Assuming that myEnrichResult was generated using the enrichGO()
function:
myEnrichResult<- enrichGO(gene = EntrezIDlist,
OrgDb = org.Mm.eg.db,
ont = "CC",
pAdjustMethod = "BH",
pvalueCutoff = 0.05)
myEnrichResult <- simplify(myEnrichResult)
I try to generate the following barplot:
p <- barplot(myEnrichResult,
showCategory = 10, cluster = "hierarchical", color="p.adjust",
x = "Count")
p <- p + labs(x = "Number of genes", title = "Enrichplot Package")
p
If you compare the order of the terms from the 1st image (table) with the plot, the first term (the most significant -collagen-containing extracellular matrix- with a padj = 0.00000000001802976) is coloured in red. But this number is smaller than 6e-04 (0.0006) and it should be coloured as blue.
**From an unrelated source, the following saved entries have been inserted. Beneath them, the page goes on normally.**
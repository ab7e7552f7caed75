mod dispatch;
mod reply;
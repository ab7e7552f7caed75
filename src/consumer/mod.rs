//! A self-healing queue consumer.
//!
//! [`Consumer`] subscribes to a queue and keeps the subscription alive
//! across channel failures by replaying its declarative setup on a fresh
//! channel. Message handling runs through a [`Handler`] under a bounded
//! concurrency budget; each delivery is acked or nacked exactly once, based
//! on the handler's outcome.

use std::future::Future;
use std::sync::atomic::{AtomicUsize, Ordering};
use std::sync::{Arc, Mutex, MutexGuard, PoisonError};

use amq_protocol_types::FieldTable;
use tokio::sync::{broadcast, watch};

use crate::topology::{
    ExchangeBinding, ExchangeOptions, QosOptions, QueueBinding, QueueOptions,
};
use crate::transport::{ChannelSource, DynChannel};

mod actor;
mod error;
mod events;
mod handler;
mod outcome;
mod props;
mod reply;
mod setup;
mod stats;

pub use error::{ConsumerError, ReplyError};
pub use events::ConsumerEvent;
pub use handler::{ClosureHandler, Handler, Incoming};
pub use outcome::ConsumerStatus;
pub use reply::Replier;
pub use stats::Stats;

use actor::Actor;
use events::EventBus;
use props::ConsumerProps;
use stats::StatsCounter;

/// Where a consumer currently is in its lifecycle.
#[derive(Clone, Copy, Debug, PartialEq, Eq)]
pub(crate) enum Phase {
    SettingUp,
    Ready,
    Closing,
    Closed,
}

#[derive(Debug, Default)]
struct Identity {
    queue: String,
    consumer_tag: String,
}

/// State shared between the consumer handle, its repliers and the actor
/// task.
pub(crate) struct Shared {
    /// The live channel, swapped out on every rollover. Repliers and the
    /// settle path read it; only the actor writes it.
    channel: Mutex<Option<DynChannel>>,
    identity: Mutex<Identity>,
    pub(crate) stats: StatsCounter,
    /// Handler-slot budget. `usize::MAX` encodes "unbounded".
    concurrency: AtomicUsize,
    pub(crate) events: EventBus,
    phase: watch::Sender<Phase>,
    fatal: Mutex<Option<ConsumerError>>,
}

/// Waiting on a lock held only for plain field reads and writes; a poisoned
/// lock still holds consistent data.
fn lock<T>(mutex: &Mutex<T>) -> MutexGuard<'_, T> {
    mutex.lock().unwrap_or_else(PoisonError::into_inner)
}

impl Shared {
    pub(crate) fn current_channel(&self) -> Option<DynChannel> {
        lock(&self.channel).clone()
    }

    fn install_channel(&self, channel: DynChannel) {
        *lock(&self.channel) = Some(channel);
    }

    fn clear_channel(&self) {
        *lock(&self.channel) = None;
    }

    fn take_channel(&self) -> Option<DynChannel> {
        lock(&self.channel).take()
    }

    fn set_identity(&self, queue: &str, consumer_tag: &str) {
        let mut identity = lock(&self.identity);
        identity.queue = queue.to_owned();
        identity.consumer_tag = consumer_tag.to_owned();
    }

    pub(crate) fn queue(&self) -> String {
        lock(&self.identity).queue.clone()
    }

    fn consumer_tag(&self) -> String {
        lock(&self.identity).consumer_tag.clone()
    }

    /// The number of handler slots the dispatch loop may fill.
    fn budget(&self) -> usize {
        self.concurrency.load(Ordering::Relaxed).max(1)
    }

    fn set_phase(&self, phase: Phase) {
        self.phase.send_replace(phase);
    }

    fn set_fatal(&self, error: ConsumerError) {
        *lock(&self.fatal) = Some(error);
    }

    fn fatal(&self) -> Option<ConsumerError> {
        lock(&self.fatal).clone()
    }
}

/// A handle to a running consumer.
///
/// Built via [`Consumer::builder`]. The consumer keeps running until
/// [`close`](Consumer::close) is called or the handle is dropped; channel
/// failures are healed internally by replaying the setup on a fresh channel.
pub struct Consumer {
    shared: Arc<Shared>,
    close_tx: watch::Sender<bool>,
    phase_rx: watch::Receiver<Phase>,
}

impl Consumer {
    /// Start describing a consumer for `queue`.
    ///
    /// Pass an empty queue name to have the broker generate one; the
    /// resolved name is available via [`queue`](Consumer::queue) once the
    /// consumer is ready.
    pub fn builder(source: Arc<dyn ChannelSource>, queue: impl Into<String>) -> ConsumerBuilder {
        ConsumerBuilder {
            source,
            props: ConsumerProps::new(queue.into()),
        }
    }

    /// The resolved queue name of the current channel session.
    pub fn queue(&self) -> String {
        self.shared.queue()
    }

    /// The consumer tag of the current channel session. Empty until the
    /// first session is up; regenerated on every rollover.
    pub fn consumer_tag(&self) -> String {
        self.shared.consumer_tag()
    }

    pub fn stats(&self) -> Stats {
        self.shared.stats.snapshot()
    }

    /// The current concurrency budget; `None` is unbounded.
    pub fn concurrency(&self) -> Option<usize> {
        match self.shared.concurrency.load(Ordering::Relaxed) {
            usize::MAX => None,
            n => Some(n),
        }
    }

    /// Retune the concurrency budget at runtime.
    ///
    /// Takes effect at the next dispatch: a lowered budget never interrupts
    /// handlers that are already running.
    pub fn set_concurrency(&self, concurrency: Option<usize>) {
        let raw = concurrency.map_or(usize::MAX, |n| n.max(1));
        self.shared.concurrency.store(raw, Ordering::Relaxed);
    }

    /// Subscribe to lifecycle events.
    ///
    /// Only events published after the call are observed; subscribe before
    /// awaiting anything if the first [`ConsumerEvent::Ready`] matters.
    pub fn events(&self) -> broadcast::Receiver<ConsumerEvent> {
        self.shared.events.subscribe()
    }

    /// Close the consumer: stop accepting deliveries, wait for in-flight
    /// handlers to settle, then tear the channel down.
    ///
    /// Idempotent. Returns an error only if the consumer had already died
    /// terminally, i.e. its connection shut down.
    pub async fn close(&mut self) -> Result<(), ConsumerError> {
        let _ = self.close_tx.send(true);
        let _ = self
            .phase_rx
            .wait_for(|phase| *phase == Phase::Closed)
            .await;
        match self.shared.fatal() {
            Some(error) => Err(error),
            None => Ok(()),
        }
    }
}

/// Fluent description of a consumer; finalized by [`handler`] or
/// [`raw_handler`], which start the consumer immediately.
///
/// [`handler`]: ConsumerBuilder::handler
/// [`raw_handler`]: ConsumerBuilder::raw_handler
pub struct ConsumerBuilder {
    source: Arc<dyn ChannelSource>,
    props: ConsumerProps,
}

impl ConsumerBuilder {
    /// Bound the number of concurrently running handler invocations.
    /// Clamped to at least 1. The default is unbounded.
    pub fn concurrency(mut self, concurrency: usize) -> Self {
        self.props.concurrency = Some(concurrency.max(1));
        self
    }

    /// Choose what happens to a message whose handler failed: requeue it
    /// (the default) or drop it.
    pub fn requeue_on_error(mut self, requeue: bool) -> Self {
        self.props.requeue_on_error = requeue;
        self
    }

    /// Consume without broker-side acknowledgements. The broker considers a
    /// message settled the moment it is pushed; handler outcomes only feed
    /// the stats.
    pub fn no_ack(mut self, no_ack: bool) -> Self {
        self.props.no_ack = no_ack;
        self
    }

    pub fn queue_options(mut self, options: QueueOptions) -> Self {
        self.props.queue_options = options;
        self
    }

    /// Ask the broker to limit unacknowledged deliveries on the channel.
    pub fn qos(mut self, qos: QosOptions) -> Self {
        self.props.qos = Some(qos);
        self
    }

    /// Declare an exchange as part of the consumer's setup. Can be called
    /// multiple times; declarations run in call order on every session.
    pub fn exchange(mut self, exchange: ExchangeOptions) -> Self {
        self.props.exchanges.push(exchange);
        self
    }

    /// Bind the consumed queue to an exchange as part of the setup.
    pub fn queue_binding(mut self, binding: QueueBinding) -> Self {
        self.props.queue_bindings.push(binding);
        self
    }

    /// Bind one exchange to another as part of the setup.
    pub fn exchange_binding(mut self, binding: ExchangeBinding) -> Self {
        self.props.exchange_bindings.push(binding);
        self
    }

    /// Consumer priority. See <https://www.rabbitmq.com/consumer-priority.html>.
    pub fn priority(mut self, priority: i32) -> Self {
        self.props.priority = Some(priority);
        self
    }

    /// Extra arguments passed verbatim to `basic.consume`.
    pub fn consume_arguments(mut self, arguments: FieldTable) -> Self {
        self.props.consume_arguments = arguments;
        self
    }

    /// Finalize with an async closure and start the consumer.
    pub fn handler<F, Fut, Err>(self, handler: F) -> Consumer
    where
        F: Fn(Incoming) -> Fut + Send + Sync + 'static,
        Fut: Future<Output = Result<Option<ConsumerStatus>, Err>> + Send + 'static,
        Err: Into<anyhow::Error> + Send + 'static,
    {
        self.raw_handler(ClosureHandler(handler))
    }

    /// Finalize with a [`Handler`] implementation and start the consumer.
    pub fn raw_handler<H: Handler>(self, handler: H) -> Consumer {
        let (phase_tx, phase_rx) = watch::channel(Phase::SettingUp);
        let concurrency = self.props.concurrency.map_or(usize::MAX, |n| n.max(1));
        let shared = Arc::new(Shared {
            channel: Mutex::new(None),
            identity: Mutex::new(Identity {
                queue: self.props.queue.clone(),
                consumer_tag: String::new(),
            }),
            stats: StatsCounter::default(),
            concurrency: AtomicUsize::new(concurrency),
            events: EventBus::new(32),
            phase: phase_tx,
            fatal: Mutex::new(None),
        });
        let (close_tx, close_rx) = watch::channel(false);
        let actor = Actor::new(
            self.props,
            Arc::new(handler),
            self.source,
            shared.clone(),
            close_rx,
        );
        tokio::spawn(actor.run());
        Consumer {
            shared,
            close_tx,
            phase_rx,
        }
    }
}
Same happens with the following terms till cell-substrate junction (padj = 0.0002279389) that is smaller than 0.0002 and it should between red and blue)
On the other hand, if I don't follow the barplot
function (from enrichplot
package) and I use ggplot2
to generate a similar plot, this scale is better plotted and the terms are plotted as they should according to the padjust values.
DF_myEnrichResult <- as.data.frame(myEnrichResult)
# Sort the dataframe by padj value ---> same result as the table shown as a picture above
data_sorted <- DF_myEnrichResult[order(-DF_myEnrichResult$p.adjust, decreasing = T), ]
# Take the top N enriched terms
top_terms <- head(data_sorted, 10)
# Define color gradient based on adjusted p-value
color_scale <- scale_fill_gradient(low = "blue", high = "red")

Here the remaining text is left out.